REQUIRED WORK: Exactly the lines from the top of the records below through the one containing "pub struct RetrievalParams" must be set down, with no line added or dropped.

INPUT DATA:
//! Hybrid multi-query retriever.
//!
//! Turns one user query plus its [`QueryExpansion`] into a single ranked,
//! deduplicated, confidence-scored answer set. The retriever is stateless
//! per call; all state lives in the [`DocumentStore`].
//!
//! # Algorithm
//!
//! 1. Build the term list: the original query first, then up to
//!    `max_expansion_terms` expanded terms.
//! 2. Per term, in priority order: embed the term, then run a lexical and a
//!    vector search against the store (a hybrid read).
//! 3. Concatenate all per-term results into one pool, in term order.
//! 4. Deduplicate by id, keeping the first occurrence — this biases retained
//!    scores toward the primary query rather than its expansions.
//! 5. Sort descending by score (stable) and truncate to `max_sources`.
//! 6. Confidence: `avg(scores) + min(count/5, 1) × 0.2`, clamped to [0, 1].
//!
//! A term whose embedding fails is dropped and recorded; retrieval degrades
//! gracefully. Only a total failure — every term dropped, nothing searched —
//! surfaces as [`RetrieveError::AllTermsFailed`].

use std::collections::HashSet;

use async_trait::async_trait;
use serde::Serialize;
use tracing::warn;

use crate::error::RetrieveError;
use crate::models::{QueryExpansion, SearchResult};
use crate::store::DocumentStore;

/// The external embedding collaborator boundary.
///
/// Implementations may fail or time out per call; the retriever treats any
/// failure as "no signal from this term".
#[async_trait]
pub trait Embedder: Send + Sync {
    async fn embed(&self, text: &str) -> anyhow::Result<Vec<f32>>;
}

/// Retrieval tuning parameters.
#[derive(Debug, Clone)]
pub struct RetrievalParams {
    /// Cap on expansion terms taken from the [`QueryExpansion`].
    pub max_expansion_terms: usize,
    /// Result limit for each per-term store query (lexical and vector each).
    pub per_term_limit: usize,
    /// Maximum results in the final answer set.
    pub max_sources: usize,
}

impl Default for RetrievalParams {
    fn default() -> Self {
        Self {
            max_expansion_terms: 4,
            per_term_limit: 10,
            max_sources: 8,
        }
    }
}

/// The ranked outcome of one retrieval.
///
/// An empty `results` with confidence `0.0` is the explicit "no relevant
/// results" outcome — a valid non-error state, distinct from
/// [`RetrieveError`].
#[derive(Debug, Clone, Serialize)]
pub struct Retrieval {
    pub results: Vec<SearchResult>,
    /// Overall confidence in `[0, 1]`: average result score plus a
    /// corroboration bonus for more sources at similar relevance.
    pub confidence: f64,
    /// Terms dropped because their embedding lookup failed.
    pub dropped_terms: Vec<String>,
}

impl Retrieval {
    /// True when the retrieval produced no relevant results.
    pub fn is_empty(&self) -> bool {
        self.results.is_empty()
    }
}

/// Run a hybrid retrieval against a [`DocumentStore`].
///
/// Per-term lookups are independent; this implementation issues them
/// sequentially in term priority order, which is also the order the
/// deduplication step requires results to be assembled in.
pub async fn retrieve(
    store: &dyn DocumentStore,
    embedder: &dyn Embedder,
    expansion: &QueryExpansion,
    params: &RetrievalParams,
) -> Result<Retrieval, RetrieveError> {
    let mut terms: Vec<&str> = vec![expansion.original_query.as_str()];
    terms.extend(
        expansion
            .expanded_terms
            .iter()
            .take(params.max_expansion_terms)
            .map(String::as_str),
    );

    let mut pool: Vec<SearchResult> = Vec::new();
    let mut dropped_terms: Vec<String> = Vec::new();
    let mut last_embed_err: Option<anyhow::Error> = None;
    let mut terms_searched = 0usize;

    for term in &terms {
        let term_vector = match embedder.embed(term).await {
            Ok(v) => v,
            Err(err) => {
                warn!(term = %term, error = %err, "dropping term: embedding failed");
                dropped_terms.push(term.to_string());
                last_embed_err = Some(err);
                continue;
            }
        };
        terms_searched += 1;

        // Lexical before vector within a term, so a document matched by both
        // signals keeps its lexical score under first-seen dedup.
        let lexical = store.search(term, params.per_term_limit, None).await?;
        let semantic = store
            .search_by_vector(&term_vector, params.per_term_limit)
            .await?;
        pool.extend(lexical);
        pool.extend(semantic);
    }

    if terms_searched == 0 {
        if let Some(last) = last_embed_err {
            return Err(RetrieveError::AllTermsFailed {
                terms: terms.len(),
                last,
            });
        }
    }

    let results = dedup_and_rank(pool, params.max_sources);
    let confidence = confidence_for(&results);

    Ok(Retrieval {
        results,
        confidence,
        dropped_terms,
    })
}

/// Deduplicate a pooled result list by id (first occurrence wins), sort by
/// descending score, and truncate.
///
/// The input pool must already be in term priority order; the stable sort
/// preserves first-seen order among equal scores.
pub fn dedup_and_rank(pool: Vec<SearchResult>, max_sources: usize) -> Vec<SearchResult> {
    let mut seen: HashSet<String> = HashSet::new();
    let mut results: Vec<SearchResult> = pool
        .into_iter()
        .filter(|r| seen.insert(r.id.clone()))
        .collect();

    results.sort_by(|a, b| {
        b.score
            .partial_cmp(&a.score)
            .unwrap_or(std::cmp::Ordering::Equal)
    });
    results.truncate(max_sources);
    results
}

/// Batch confidence: average score plus a corroboration bonus that saturates
/// at five sources, clamped to `[0, 1]`. Zero results means zero confidence.
pub fn confidence_for(results: &[SearchResult]) -> f64 {
    if results.is_empty() {
        return 0.0;
    }
    let avg = results.iter().map(|r| f64::from(r.score)).sum::<f64>() / results.len() as f64;
    let corroboration = (results.len() as f64 / 5.0).min(1.0) * 0.2;
    (avg + corroboration).clamp(0.0, 1.0)
}

#[cfg(test)]
mod tests {
    use super::*;
    use crate::models::Metadata;
    use crate::store::memory::InMemoryStore;
    use crate::vector::Metric;
    use std::collections::HashMap;

    fn result(id: &str, score: f32) -> SearchResult {
        SearchResult {
            id: id.to_string(),
            score,
            content: format!("content of {id}"),
            metadata: Metadata::new(),
        }
    }

    /// Embedder returning canned vectors per term.
    struct FakeEmbedder {
        vectors: HashMap<String, Vec<f32>>,
    }

    #[async_trait]
    impl Embedder for FakeEmbedder {
        async fn embed(&self, text: &str) -> anyhow::Result<Vec<f32>> {
            self.vectors
                .get(text)
                .cloned()
                .ok_or_else(|| anyhow::anyhow!("no embedding for '{text}'"))
        }
    }

    #[test]
    fn test_dedup_first_seen_bias() {
        // "auth" returned [A(0.9), B(0.5)], "login" returned [B(0.7), C(0.6)]
        let pool = vec![
            result("A", 0.9),
            result("B", 0.5),
            result("B", 0.7),
            result("C", 0.6),
        ];
        let ranked = dedup_and_rank(pool, 10);
        let ids: Vec<&str> = ranked.iter().map(|r| r.id.as_str()).collect();
        assert_eq!(ids, vec!["A", "C", "B"]);
        assert_eq!(ranked[2].score, 0.5, "first-seen score retained for B");
    }

    #[test]
    fn test_dedup_truncates_to_max_sources() {
        let pool = (0..10).map(|i| result(&format!("d{i}"), 0.5)).collect();
        assert_eq!(dedup_and_rank(pool, 3).len(), 3);
    }

    #[test]
    fn test_confidence_empty_is_zero() {
        assert_eq!(confidence_for(&[]), 0.0);
    }

    #[test]
    fn test_confidence_saturates_at_one() {
        let results: Vec<SearchResult> =
            (0..5).map(|i| result(&format!("d{i}"), 0.8)).collect();
        let c = confidence_for(&results);
        assert!((c - 1.0).abs() < 1e-9, "0.8 + 1.0 * 0.2 clamps to 1.0, got {c}");
    }

    #[test]
    fn test_confidence_partial_corroboration() {
        let results = vec![result("a", 0.5), result("b", 0.5)];
        // avg 0.5 + (2/5) * 0.2 = 0.58
        let c = confidence_for(&results);
        assert!((c - 0.58).abs() < 1e-9, "got {c}");
    }

    async fn seeded_store() -> InMemoryStore {
        let store = InMemoryStore::new(Metric::Cosine);
        store.initialize("test").await.unwrap();
        store
            .store_vector(
                "auth.rs",
                vec![1.0, 0.0],
                "authentication middleware",
                Metadata::new(),
            )
            .await
            .unwrap();
        store
            .store_vector(
                "login.rs",
                vec![0.0, 1.0],
                "login form validation",
                Metadata::new(),
            )
            .await
            .unwrap();
        store
    }

    #[tokio::test]
    async fn test_retrieve_end_to_end() {
        let store = seeded_store().await;
        let embedder = FakeEmbedder {
            vectors: HashMap::from([
                ("authentication".to_string(), vec![1.0, 0.0]),
                ("login flow".to_string(), vec![0.0, 1.0]),
            ]),
        };

        let expansion = QueryExpansion {
            original_query: "authentication".to_string(),
            expanded_terms: vec!["login flow".to_string()],
        };
        let out = retrieve(&store, &embedder, &expansion, &RetrievalParams::default())
            .await
            .unwrap();

        assert!(!out.is_empty());
        assert!(out.dropped_terms.is_empty());
        let ids: Vec<&str> = out.results.iter().map(|r| r.id.as_str()).collect();
        assert!(ids.contains(&"auth.rs"));
        assert!(ids.contains(&"login.rs"));
        assert!(out.confidence > 0.0 && out.confidence <= 1.0);
    }

    #[tokio::test]
    async fn test_retrieve_drops_failed_term_and_continues() {
        let store = seeded_store().await;
        let embedder = FakeEmbedder {
            vectors: HashMap::from([("authentication".to_string(), vec![1.0, 0.0])]),
        };

        let expansion = QueryExpansion {
            original_query: "authentication".to_string(),
            expanded_terms: vec!["unembeddable".to_string()],
        };
        let out = retrieve(&store, &embedder, &expansion, &RetrievalParams::default())
            .await
            .unwrap();

        assert_eq!(out.dropped_terms, vec!["unembeddable".to_string()]);
        assert!(!out.is_empty());
    }

    #[tokio::test]
    async fn test_retrieve_all_terms_failed() {
        let store = seeded_store().await;
        let embedder = FakeEmbedder {
            vectors: HashMap::new(),
        };

        let expansion = QueryExpansion::bare("anything");
        let err = retrieve(&store, &embedder, &expansion, &RetrievalParams::default())
            .await
            .unwrap_err();
        assert!(matches!(err, RetrieveError::AllTermsFailed { terms: 1, .. }));
    }

    #[tokio::test]
    async fn test_retrieve_empty_store_is_no_results_not_error() {
        let store = InMemoryStore::new(Metric::Cosine);
        store.initialize("test").await.unwrap();
        let embedder = FakeEmbedder {
            vectors: HashMap::from([("query".to_string(), vec![1.0, 0.0])]),
        };

        let out = retrieve(
            &store,
            &embedder,
            &QueryExpansion::bare("query"),
            &RetrievalParams::default(),
        )
        .await
        .unwrap();
        assert!(out.is_empty());
        assert_eq!(out.confidence, 0.0);
    }

    #[tokio::test]
    async fn test_retrieve_caps_expansion_terms() {
        let store = seeded_store().await;
        let embedder = FakeEmbedder {
            vectors: HashMap::from([("q".to_string(), vec![1.0, 0.0])]),
        };
        let expansion = QueryExpansion {
            original_query: "q".to_string(),
            expanded_terms: (0..10).map(|i| format!("t{i}")).collect(),
        };
        let params = RetrievalParams {
            max_expansion_terms: 2,
            ..Default::default()
        };
        let out = retrieve(&store, &embedder, &expansion, &params).await.unwrap();
        // Only the two capped expansion terms could fail to embed
        assert_eq!(out.dropped_terms.len(), 2);
    }
}
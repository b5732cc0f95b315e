//! # Quarry
//!
//! **A local-first code-context indexing and retrieval engine for AI tools.**
//!
//! Quarry indexes source files into a pluggable document/vector store,
//! answers natural-language queries about them through hybrid (lexical +
//! vector) retrieval with query expansion, and can synthesize an answer
//! from the retrieved context via an AI provider.
//!
//! ## Data Flow
//!
//! 1. The **indexing pipeline** ([`index`]) walks a directory, splits files
//!    with the line-boundary chunker, optionally embeds chunks via the
//!    **provider** ([`provider`]), and upserts them through the
//!    [`DocumentStore`](quarry_core::store::DocumentStore) port.
//! 2. At query time, the **expansion producer** ([`expand`]) rewrites the
//!    query into alternate phrasings, and the core **hybrid retriever**
//!    ([`quarry_core::retrieve`]) fans out across the terms, deduplicates,
//!    and ranks.
//! 3. Results are exposed via the **CLI** (`qry`), which prints ranked
//!    sources and an overall confidence, or a synthesized answer.
//!
//! ## Store Backends
//!
//! | Backend | Persistence | Module |
//! |---------|-------------|--------|
//! | `memory` | None (reference backend) | `quarry_core::store::memory` |
//! | `sqlite` | SQLite file, WAL mode | [`sqlite_store`] |
//!
//! ## Modules
//!
//! | Module | Purpose |
//! |--------|---------|
//! | [`config`] | TOML configuration parsing and validation |
//! | [`db`] | SQLite connection pool with WAL mode |
//! | [`migrate`] | Database schema migration (idempotent) |
//! | [`sqlite_store`] | SQLite implementation of the store port |
//! | [`provider`] | Embedding/completion provider over an OpenAI-compatible API |
//! | [`expand`] | Query-expansion producer |
//! | [`index`] | Filesystem indexing pipeline: walk → chunk → embed → store |
//! | [`ask`] | Search and answer front end over the core retriever |

pub mod ask;
pub mod config;
pub mod db;
pub mod expand;
pub mod index;
pub mod migrate;
pub mod provider;
pub mod sqlite_store;

pub use quarry_core::models::{Document, Metadata, MetadataValue, QueryExpansion, SearchResult};
pub use quarry_core::retrieve::{Embedder, Retrieval, RetrievalParams};
pub use quarry_core::store::DocumentStore;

ANSWER SECTION:
//! Hybrid multi-query retriever.
//!
//! Turns one user query plus its [`QueryExpansion`] into a single ranked,
//! deduplicated, confidence-scored answer set. The retriever is stateless
//! per call; all state lives in the [`DocumentStore`].
//!
//! # Algorithm
//!
//! 1. Build the term list: the original query first, then up to
//!    `max_expansion_terms` expanded terms.
//! 2. Per term, in priority order: embed the term, then run a lexical and a
//!    vector search against the store (a hybrid read).
//! 3. Concatenate all per-term results into one pool, in term order.
//! 4. Deduplicate by id, keeping the first occurrence — this biases retained
//!    scores toward the primary query rather than its expansions.
//! 5. Sort descending by score (stable) and truncate to `max_sources`.
//! 6. Confidence: `avg(scores) + min(count/5, 1) × 0.2`, clamped to [0, 1].
//!
//! A term whose embedding fails is dropped and recorded; retrieval degrades
//! gracefully. Only a total failure — every term dropped, nothing searched —
//! surfaces as [`RetrieveError::AllTermsFailed`].

use std::collections::HashSet;

use async_trait::async_trait;
use serde::Serialize;
use tracing::warn;

use crate::error::RetrieveError;
use crate::models::{QueryExpansion, SearchResult};
use crate::store::DocumentStore;

/// The external embedding collaborator boundary.
///
/// Implementations may fail or time out per call; the retriever treats any
/// failure as "no signal from this term".
#[async_trait]
pub trait Embedder: Send + Sync {
    async fn embed(&self, text: &str) -> anyhow::Result<Vec<f32>>;
}

/// Retrieval tuning parameters.
#[derive(Debug, Clone)]
pub struct RetrievalParams {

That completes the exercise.